Sinner, scommessa persa: ride bene chi ride ultimo

Sinner, la scommessa del tennista italiano dopo ieri è persa: questo è un segnale da non sottovalutare. Ride bene chi ride ultimo 

La risposta a Sinner, lui, l’ha data sul campo. Una risposta che non ammette nessuna replica. No, niente. Il nostro tennista quella scommessa l’ha persa. Contro Medvedev, che ieri pomeriggio ha trionfato agli internazionali di Roma.

Sinner, scommessa persa: ride bene chi ride ultimo
Sinner (Lapresse) – Ilveggente.it

In finale, il russo, ha battuto 2-0 Rune, che filo da torcere ne ha dato. Ma l’esperienza dell’ex numero 1 al Mondo ha fatto la differenza, anche in una superficie a lui, fino a ieri, poco congeniale. Sulla terra rossa infatti non ha mai dato spettacolo, anzi, in qualche occasione, ci aveva rimesso le penne troppo presto. Ma dopo ieri ha fatto capire di non avere punti deboli.

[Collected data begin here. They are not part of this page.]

//! Human-readable schedule descriptions
//!
//! Display-only: a table of common patterns for exact matches, otherwise a
//! deterministic generated phrase. Never consulted for scheduling.

use super::CronExpr;

const DAY_NAMES: [&str; 7] = [
    "Sunday",
    "Monday",
    "Tuesday",
    "Wednesday",
    "Thursday",
    "Friday",
    "Saturday",
];

const MONTH_NAMES: [&str; 12] = [
    "January",
    "February",
    "March",
    "April",
    "May",
    "June",
    "July",
    "August",
    "September",
    "October",
    "November",
    "December",
];

/// Short English phrase for a parsed expression, e.g.
/// `0 9 * * 1-5` -> "Weekdays at 9:00 AM".
pub fn describe(expr: &CronExpr) -> String {
    if let Some(exact) = exact_match(expr.source()) {
        return exact.to_string();
    }

    let fields: Vec<&str> = expr.source().split(' ').collect();

    // Interval patterns: "*/n * * * *" and "0 */n * * *"
    if let Some(n) = step_of(fields[0]) {
        if fields[1..] == ["*", "*", "*", "*"] {
            return format!("Every {} minutes", n);
        }
    }
    if fields[0] == "0" {
        if let Some(n) = step_of(fields[1]) {
            if fields[2..] == ["*", "*", "*"] {
                return format!("Every {} hours", n);
            }
        }
    }

    generate(expr)
}

fn exact_match(source: &str) -> Option<&'static str> {
    let description = match source {
        "* * * * *" => "Every minute",
        "0 * * * *" => "Every hour",
        "0 0 * * *" => "Daily at midnight",
        "0 12 * * *" => "Daily at noon",
        "0 9 * * 1-5" => "Weekdays at 9:00 AM",
        "0 0 * * 0" => "Sundays at midnight",
        "0 0 1 * *" => "Monthly on the 1st at midnight",
        "0 0 1 1 *" => "Yearly on January 1st at midnight",
        _ => return None,
    };
    Some(description)
}

/// Deterministic fallback: "At minute M [past hour H] [on day D]
/// [in MONTH] [on DAYNAMES]", collapsing to a clock time when both minute
/// and hour are single values.
fn generate(expr: &CronExpr) -> String {
    let minutes = expr.minutes.values(0, 59);
    let hours = expr.hours.values(0, 23);
    let days = expr.days_of_month.values(1, 31);
    let months = expr.months.values(1, 12);
    let weekdays = expr.days_of_week.values(0, 6);

    let mut phrase = match (single(expr, &minutes), single_hours(expr, &hours)) {
        (Some(m), Some(h)) => format!("At {}", clock(h, m)),
        _ => {
            let mut p = if expr.minutes.is_restricted() {
                format!("At minute {}", join_numbers(&minutes))
            } else {
                "Every minute".to_string()
            };
            if expr.hours.is_restricted() {
                p.push_str(&format!(" past hour {}", join_numbers(&hours)));
            }
            p
        }
    };

    if expr.days_of_month.is_restricted() {
        phrase.push_str(&format!(" on day {}", join_numbers(&days)));
    }
    if expr.months.is_restricted() {
        let names: Vec<&str> = months
            .iter()
            .map(|m| MONTH_NAMES[(*m - 1) as usize])
            .collect();
        phrase.push_str(&format!(" in {}", join_words(&names)));
    }
    if expr.days_of_week.is_restricted() {
        let names: Vec<&str> = weekdays.iter().map(|d| DAY_NAMES[*d as usize]).collect();
        phrase.push_str(&format!(" on {}", join_words(&names)));
    }

    phrase
}

fn step_of(field: &str) -> Option<u32> {
    field.strip_prefix("*/").and_then(|n| n.parse().ok())
}

fn single(expr: &CronExpr, minutes: &[u32]) -> Option<u32> {
    if expr.minutes.is_restricted() && minutes.len() == 1 {
        Some(minutes[0])
    } else {
        None
    }
}

fn single_hours(expr: &CronExpr, hours: &[u32]) -> Option<u32> {
    if expr.hours.is_restricted() && hours.len() == 1 {
        Some(hours[0])
    } else {
        None
    }
}

fn clock(hour: u32, minute: u32) -> String {
    let (h12, meridiem) = match hour {
        0 => (12, "AM"),
        1..=11 => (hour, "AM"),
        12 => (12, "PM"),
        _ => (hour - 12, "PM"),
    };
    format!("{}:{:02} {}", h12, minute, meridiem)
}

fn join_numbers(values: &[u32]) -> String {
    let strings: Vec<String> = values.iter().map(|v| v.to_string()).collect();
    strings.join(", ")
}

fn join_words(words: &[&str]) -> String {
    match words.len() {
        0 => String::new(),
        1 => words[0].to_string(),
        2 => format!("{} and {}", words[0], words[1]),
        _ => format!(
            "{} and {}",
            words[..words.len() - 1].join(", "),
            words[words.len() - 1]
        ),
    }
}
//! Cron expression evaluation
//!
//! Parses the 5-field grammar (minute hour day-of-month month day-of-week),
//! computes the next firing instant in an IANA timezone, and produces a
//! short human-readable description for display.
//!
//! The module is organized into submodules:
//! - `parser` - grammar validation into per-field value sets
//! - `next` - timezone-aware next-occurrence computation
//! - `describe` - human-readable schedule descriptions

mod describe;
mod next;
mod parser;

pub use describe::describe;
pub use next::next_after;
pub use parser::parse;

use crate::errors::{CoreError, CoreResult};
use chrono::{DateTime, Utc};
use chrono_tz::Tz;
use std::str::FromStr;

/// A parsed cron expression: one value set per field.
///
/// Field semantics follow standard cron. When both day-of-month and
/// day-of-week are restricted (neither written as `*`), a day matches if
/// either field matches (union).
#[derive(Debug, Clone, PartialEq, Eq)]
pub struct CronExpr {
    pub(crate) minutes: FieldSet,
    pub(crate) hours: FieldSet,
    pub(crate) days_of_month: FieldSet,
    pub(crate) months: FieldSet,
    pub(crate) days_of_week: FieldSet,
    source: String,
}

impl CronExpr {
    /// The expression normalized to single spaces between fields.
    pub fn source(&self) -> &str {
        &self.source
    }
}

/// Set of accepted values for one cron field, stored as a bitmask.
#[derive(Debug, Clone, Copy, PartialEq, Eq)]
pub(crate) struct FieldSet {
    bits: u64,
    /// False iff the field was written as a bare `*`. Drives the
    /// day-of-month / day-of-week union rule.
    restricted: bool,
}

impl FieldSet {
    pub(crate) fn new(bits: u64, restricted: bool) -> Self {
        Self { bits, restricted }
    }

    pub(crate) fn contains(&self, value: u32) -> bool {
        value < 64 && self.bits & (1u64 << value) != 0
    }

    pub(crate) fn is_restricted(&self) -> bool {
        self.restricted
    }

    /// Values present in the set, ascending.
    pub(crate) fn values(&self, min: u32, max: u32) -> Vec<u32> {
        (min..=max).filter(|v| self.contains(*v)).collect()
    }
}

/// Resolve an IANA timezone name, rejecting unknown zones.
pub fn parse_timezone(name: &str) -> CoreResult<Tz> {
    Tz::from_str(name)
        .map_err(|_| CoreError::validation(format!("unknown timezone '{}'", name)))
}

/// Validate an expression/timezone pair and prove it has a future
/// occurrence. Used by job validation so a job can never be stored with a
/// schedule that fires nothing.
pub fn validate_schedule(
    expression: &str,
    timezone: &str,
    now: DateTime<Utc>,
) -> CoreResult<DateTime<Utc>> {
    let expr = parse(expression)?;
    let tz = parse_timezone(timezone)?;
    next_after(&expr, tz, now).ok_or_else(|| {
        CoreError::validation(format!(
            "cron expression '{}' never fires (no occurrence within the search window)",
            expression
        ))
    })
}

Prendendosi anche una rivincita su Sinner, che dopo Miami, dove Medvedev lo aveva battuto in finale, aveva fatto una battuta.

Sinner, la scommessa la vince Medvedev

“Ora inizia il tour sulla terra battuta, vediamo come te la cavi” aveva scherzato Sinner con Medveved, che era chiamato a far vedere tutto il proprio valore anche in una terra a lui come detto prima che non sembrava quella migliore. E invece a Roma, anche per via dell’uscita prematura di Djokovic, di Sinner stesso e di Alcaraz, è riuscito non solo ad arrivare in fondo ma a portare a casa il Master 1000 del Foro Italico davanti agli occhi, tra gli altri, anche di Mourinho che ieri era presente in finale.

Sinner, scommessa persa: ride bene chi ride ultimo
Medvedev, ieri ha vinto gli Internazionali di Roma (Lapresse) – Ilveggente.it

Insomma, una rivincita, una di quelle che non hanno possibilità di contro risposta. Anzi adesso la risposta deve assolutamente arrivare da Sinner, nei prossimi tornei in programma, dopo l’enorme delusione di quello in casa. Le speranze, vista anche l’assenza di Berrettini, per i colori azzurri erano tutte riposte per l’altoatesino, che invece non ha saputo dare velocità al suo gioco e nemmeno quel coraggio che serviva nel match che poi ha visto la sua eliminazione. Sì, una delusione enorme.